What the exercise asks
Retyping all the entries exactly is the whole task.
-------------------------
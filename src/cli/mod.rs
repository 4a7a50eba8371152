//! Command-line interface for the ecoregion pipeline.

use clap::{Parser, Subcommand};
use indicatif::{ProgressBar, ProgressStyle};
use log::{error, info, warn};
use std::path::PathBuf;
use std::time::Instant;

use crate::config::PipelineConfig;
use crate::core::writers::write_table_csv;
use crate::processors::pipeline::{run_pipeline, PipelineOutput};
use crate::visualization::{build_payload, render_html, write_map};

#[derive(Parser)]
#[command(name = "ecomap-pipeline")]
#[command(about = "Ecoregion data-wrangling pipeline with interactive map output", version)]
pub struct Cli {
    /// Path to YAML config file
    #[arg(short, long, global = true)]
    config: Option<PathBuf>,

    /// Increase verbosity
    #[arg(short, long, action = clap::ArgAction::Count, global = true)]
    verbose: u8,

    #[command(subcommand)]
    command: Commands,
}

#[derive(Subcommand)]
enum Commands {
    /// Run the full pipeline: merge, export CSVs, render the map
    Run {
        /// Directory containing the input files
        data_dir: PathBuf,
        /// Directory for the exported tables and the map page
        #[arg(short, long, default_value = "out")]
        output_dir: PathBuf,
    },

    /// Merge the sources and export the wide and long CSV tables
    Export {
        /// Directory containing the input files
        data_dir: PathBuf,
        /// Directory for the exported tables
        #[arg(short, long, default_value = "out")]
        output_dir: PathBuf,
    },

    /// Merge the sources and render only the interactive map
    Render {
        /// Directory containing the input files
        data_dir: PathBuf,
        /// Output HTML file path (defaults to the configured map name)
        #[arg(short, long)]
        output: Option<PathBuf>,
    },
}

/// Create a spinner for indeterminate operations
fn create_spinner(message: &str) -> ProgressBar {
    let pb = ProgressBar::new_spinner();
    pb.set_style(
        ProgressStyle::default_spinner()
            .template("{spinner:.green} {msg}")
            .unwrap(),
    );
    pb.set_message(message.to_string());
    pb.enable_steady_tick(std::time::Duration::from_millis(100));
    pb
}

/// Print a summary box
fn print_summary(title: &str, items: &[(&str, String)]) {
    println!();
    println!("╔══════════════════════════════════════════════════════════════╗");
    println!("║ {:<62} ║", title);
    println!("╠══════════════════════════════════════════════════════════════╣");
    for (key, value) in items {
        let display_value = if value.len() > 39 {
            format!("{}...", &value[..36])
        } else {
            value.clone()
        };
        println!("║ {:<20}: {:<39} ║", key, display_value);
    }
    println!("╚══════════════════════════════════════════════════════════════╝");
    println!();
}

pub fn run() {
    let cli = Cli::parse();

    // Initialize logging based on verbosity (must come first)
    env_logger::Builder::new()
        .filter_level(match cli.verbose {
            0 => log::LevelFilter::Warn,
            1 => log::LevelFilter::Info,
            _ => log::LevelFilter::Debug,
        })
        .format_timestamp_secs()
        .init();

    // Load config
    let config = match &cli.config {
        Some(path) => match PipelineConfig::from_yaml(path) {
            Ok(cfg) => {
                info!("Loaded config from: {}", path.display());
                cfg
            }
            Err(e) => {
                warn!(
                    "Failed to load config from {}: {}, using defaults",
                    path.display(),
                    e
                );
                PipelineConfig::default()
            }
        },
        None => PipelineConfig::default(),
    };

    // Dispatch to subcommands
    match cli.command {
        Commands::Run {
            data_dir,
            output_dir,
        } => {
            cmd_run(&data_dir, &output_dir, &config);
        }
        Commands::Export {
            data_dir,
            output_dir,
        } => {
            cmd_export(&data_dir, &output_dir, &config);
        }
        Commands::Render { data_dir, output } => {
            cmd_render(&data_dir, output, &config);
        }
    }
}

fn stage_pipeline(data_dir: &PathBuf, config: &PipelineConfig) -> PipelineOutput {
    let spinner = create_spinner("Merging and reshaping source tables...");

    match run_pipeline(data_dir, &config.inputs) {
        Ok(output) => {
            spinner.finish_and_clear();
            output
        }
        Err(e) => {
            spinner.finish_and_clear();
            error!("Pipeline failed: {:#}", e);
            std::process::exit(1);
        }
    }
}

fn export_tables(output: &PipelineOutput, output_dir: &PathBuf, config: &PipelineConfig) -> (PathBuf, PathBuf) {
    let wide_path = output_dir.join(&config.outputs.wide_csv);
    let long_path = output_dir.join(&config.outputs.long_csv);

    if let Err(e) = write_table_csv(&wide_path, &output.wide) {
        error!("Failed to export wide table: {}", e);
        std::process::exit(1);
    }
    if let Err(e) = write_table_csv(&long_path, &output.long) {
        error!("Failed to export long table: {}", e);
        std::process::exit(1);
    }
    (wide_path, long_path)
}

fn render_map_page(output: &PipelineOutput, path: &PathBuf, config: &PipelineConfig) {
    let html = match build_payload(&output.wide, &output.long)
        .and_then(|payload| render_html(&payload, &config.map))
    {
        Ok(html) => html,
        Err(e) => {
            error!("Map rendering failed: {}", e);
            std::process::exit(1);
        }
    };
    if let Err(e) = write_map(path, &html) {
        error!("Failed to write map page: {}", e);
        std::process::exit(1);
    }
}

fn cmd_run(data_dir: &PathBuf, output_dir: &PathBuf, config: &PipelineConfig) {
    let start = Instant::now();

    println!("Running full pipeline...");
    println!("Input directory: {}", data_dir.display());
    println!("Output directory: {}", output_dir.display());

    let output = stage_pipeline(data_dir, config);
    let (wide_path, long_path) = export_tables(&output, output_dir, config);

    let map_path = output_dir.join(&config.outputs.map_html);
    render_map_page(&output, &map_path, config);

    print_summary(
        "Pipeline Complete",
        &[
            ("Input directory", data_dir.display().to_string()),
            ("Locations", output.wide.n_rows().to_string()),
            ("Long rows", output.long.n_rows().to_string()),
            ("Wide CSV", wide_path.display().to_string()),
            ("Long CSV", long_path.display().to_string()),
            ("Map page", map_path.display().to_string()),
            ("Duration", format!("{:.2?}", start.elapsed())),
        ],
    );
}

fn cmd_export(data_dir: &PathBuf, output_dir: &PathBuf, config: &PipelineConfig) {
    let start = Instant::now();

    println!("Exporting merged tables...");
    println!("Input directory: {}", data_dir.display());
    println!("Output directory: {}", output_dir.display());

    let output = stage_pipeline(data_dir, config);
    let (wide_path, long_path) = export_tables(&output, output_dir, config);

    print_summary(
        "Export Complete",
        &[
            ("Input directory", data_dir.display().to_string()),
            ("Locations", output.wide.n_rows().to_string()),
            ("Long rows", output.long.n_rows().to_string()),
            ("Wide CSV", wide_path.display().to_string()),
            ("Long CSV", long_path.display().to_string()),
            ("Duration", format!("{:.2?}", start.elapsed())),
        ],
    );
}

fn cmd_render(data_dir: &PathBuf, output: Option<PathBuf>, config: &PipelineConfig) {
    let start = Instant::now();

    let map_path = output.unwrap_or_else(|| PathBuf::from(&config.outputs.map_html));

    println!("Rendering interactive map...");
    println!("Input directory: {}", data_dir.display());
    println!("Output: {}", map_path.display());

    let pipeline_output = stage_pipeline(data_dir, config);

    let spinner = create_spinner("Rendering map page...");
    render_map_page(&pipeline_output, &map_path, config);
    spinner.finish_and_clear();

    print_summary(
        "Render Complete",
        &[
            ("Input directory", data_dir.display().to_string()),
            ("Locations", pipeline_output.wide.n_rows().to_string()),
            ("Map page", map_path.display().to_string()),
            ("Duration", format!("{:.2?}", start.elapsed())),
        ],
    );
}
-------------------------
Exercise solution
filename src/cli/mod.rs
repository 4a7a50eba8371152
//! Command-line interface for the ecoregion pipeline.

use clap::{Parser, Subcommand};
use indicatif::{ProgressBar, ProgressStyle};
use log::{error, info, warn};
use std::path::PathBuf;
use std::time::Instant;

use crate::config::PipelineConfig;
use crate::core::writers::write_table_csv;
use crate::processors::pipeline::{run_pipeline, PipelineOutput};
use crate::visualization::{build_payload, render_html, write_map};

#[derive(Parser)]
#[command(name = "ecomap-pipeline")]
#[command(about = "Ecoregion data-wrangling pipeline with interactive map output", version)]
pub struct Cli {
    /// Path to YAML config file
    #[arg(short, long, global = true)]
    config: Option<PathBuf>,

    /// Increase verbosity
    #[arg(short, long, action = clap::ArgAction::Count, global = true)]
    verbose: u8,

    #[command(subcommand)]
    command: Commands,
}

#[derive(Subcommand)]
enum Commands {
    /// Run the full pipeline: merge, export CSVs, render the map
    Run {
        /// Directory containing the input files
        data_dir: PathBuf,
        /// Directory for the exported tables and the map page
        #[arg(short, long, default_value = "out")]
        output_dir: PathBuf,
    },

    /// Merge the sources and export the wide and long CSV tables
    Export {
        /// Directory containing the input files
        data_dir: PathBuf,
        /// Directory for the exported tables
        #[arg(short, long, default_value = "out")]
        output_dir: PathBuf,
    },

    /// Merge the sources and render only the interactive map
    Render {
        /// Directory containing the input files
        data_dir: PathBuf,
        /// Output HTML file path (defaults to the configured map name)
        #[arg(short, long)]
        output: Option<PathBuf>,
    },
}

/// Create a spinner for indeterminate operations
fn create_spinner(message: &str) -> ProgressBar {
    let pb = ProgressBar::new_spinner();
    pb.set_style(
        ProgressStyle::default_spinner()
            .template("{spinner:.green} {msg}")
            .unwrap(),
    );
    pb.set_message(message.to_string());
    pb.enable_steady_tick(std::time::Duration::from_millis(100));
    pb
}

/// Print a summary box
fn print_summary(title: &str, items: &[(&str, String)]) {
    println!();
    println!("╔══════════════════════════════════════════════════════════════╗");
    println!("║ {:<62} ║", title);
    println!("╠══════════════════════════════════════════════════════════════╣");
    for (key, value) in items {
        let display_value = if value.len() > 39 {
            format!("{}...", &value[..36])
        } else {
            value.clone()
        };
        println!("║ {:<20}: {:<39} ║", key, display_value);
    }
    println!("╚══════════════════════════════════════════════════════════════╝");
    println!();
}

pub fn run() {
    let cli = Cli::parse();

    // Initialize logging based on verbosity (must come first)
    env_logger::Builder::new()
        .filter_level(match cli.verbose {
            0 => log::LevelFilter::Warn,
            1 => log::LevelFilter::Info,
            _ => log::LevelFilter::Debug,
        })
        .format_timestamp_secs()
        .init();

    // Load config
    let config = match &cli.config {
        Some(path) => match PipelineConfig::from_yaml(path) {
            Ok(cfg) => {
                info!("Loaded config from: {}", path.display());
                cfg
            }
            Err(e) => {
                warn!(
                    "Failed to load config from {}: {}, using defaults",
                    path.display(),
                    e
                );
                PipelineConfig::default()
            }
        },
        None => PipelineConfig::default(),
    };

    // Dispatch to subcommands
    match cli.command {
        Commands::Run {
            data_dir,
            output_dir,
        } => {
            cmd_run(&data_dir, &output_dir, &config);
        }
        Commands::Export {
            data_dir,
            output_dir,
        } => {
            cmd_export(&data_dir, &output_dir, &config);
        }
        Commands::Render { data_dir, output } => {
            cmd_render(&data_dir, output, &config);
        }
    }
}

fn stage_pipeline(data_dir: &PathBuf, config: &PipelineConfig) -> PipelineOutput {
    let spinner = create_spinner("Merging and reshaping source tables...");

    match run_pipeline(data_dir, &config.inputs) {
        Ok(output) => {
            spinner.finish_and_clear();
            output
        }
        Err(e) => {
            spinner.finish_and_clear();
            error!("Pipeline failed: {:#}", e);
            std::process::exit(1);
        }
    }
}

fn export_tables(output: &PipelineOutput, output_dir: &PathBuf, config: &PipelineConfig) -> (PathBuf, PathBuf) {
    let wide_path = output_dir.join(&config.outputs.wide_csv);
    let long_path = output_dir.join(&config.outputs.long_csv);

    if let Err(e) = write_table_csv(&wide_path, &output.wide) {
        error!("Failed to export wide table: {}", e);
        std::process::exit(1);
    }
    if let Err(e) = write_table_csv(&long_path, &output.long) {
        error!("Failed to export long table: {}", e);
        std::process::exit(1);
    }
    (wide_path, long_path)
}

fn render_map_page(output: &PipelineOutput, path: &PathBuf, config: &PipelineConfig) {
    let html = match build_payload(&output.wide, &output.long)
        .and_then(|payload| render_html(&payload, &config.map))
    {
        Ok(html) => html,
        Err(e) => {
            error!("Map rendering failed: {}", e);
            std::process::exit(1);
        }
    };
    if let Err(e) = write_map(path, &html) {
        error!("Failed to write map page: {}", e);
        std::process::exit(1);
    }
}

fn cmd_run(data_dir: &PathBuf, output_dir: &PathBuf, config: &PipelineConfig) {
    let start = Instant::now();

    println!("Running full pipeline...");
    println!("Input directory: {}", data_dir.display());
    println!("Output directory: {}", output_dir.display());

    let output = stage_pipeline(data_dir, config);
    let (wide_path, long_path) = export_tables(&output, output_dir, config);

    let map_path = output_dir.join(&config.outputs.map_html);
    render_map_page(&output, &map_path, config);

    print_summary(
        "Pipeline Complete",
        &[
            ("Input directory", data_dir.display().to_string()),
            ("Locations", output.wide.n_rows().to_string()),
            ("Long rows", output.long.n_rows().to_string()),
            ("Wide CSV", wide_path.display().to_string()),
            ("Long CSV", long_path.display().to_string()),
            ("Map page", map_path.display().to_string()),
            ("Duration", format!("{:.2?}", start.elapsed())),
        ],
    );
}

fn cmd_export(data_dir: &PathBuf, output_dir: &PathBuf, config: &PipelineConfig) {
    let start = Instant::now();

    println!("Exporting merged tables...");
    println!("Input directory: {}", data_dir.display());
    println!("Output directory: {}", output_dir.display());

    let output = stage_pipeline(data_dir, config);
    let (wide_path, long_path) = export_tables(&output, output_dir, config);

    print_summary(
        "Export Complete",
        &[
            ("Input directory", data_dir.display().to_string()),
            ("Locations", output.wide.n_rows().to_string()),
            ("Long rows", output.long.n_rows().to_string()),
            ("Wide CSV", wide_path.display().to_string()),
            ("Long CSV", long_path.display().to_string()),
            ("Duration", format!("{:.2?}", start.elapsed())),
        ],
    );
}

fn cmd_render(data_dir: &PathBuf, output: Option<PathBuf>, config: &PipelineConfig) {
    let start = Instant::now();

    let map_path = output.unwrap_or_else(|| PathBuf::from(&config.outputs.map_html));

    println!("Rendering interactive map...");
    println!("Input directory: {}", data_dir.display());
    println!("Output: {}", map_path.display());

    let pipeline_output = stage_pipeline(data_dir, config);

    let spinner = create_spinner("Rendering map page...");
    render_map_page(&pipeline_output, &map_path, config);
    spinner.finish_and_clear();

    print_summary(
        "Render Complete",
        &[
            ("Input directory", data_dir.display().to_string()),
            ("Locations", pipeline_output.wide.n_rows().to_string()),
            ("Map page", map_path.display().to_string()),
            ("Duration", format!("{:.2?}", start.elapsed())),
        ],
    );
}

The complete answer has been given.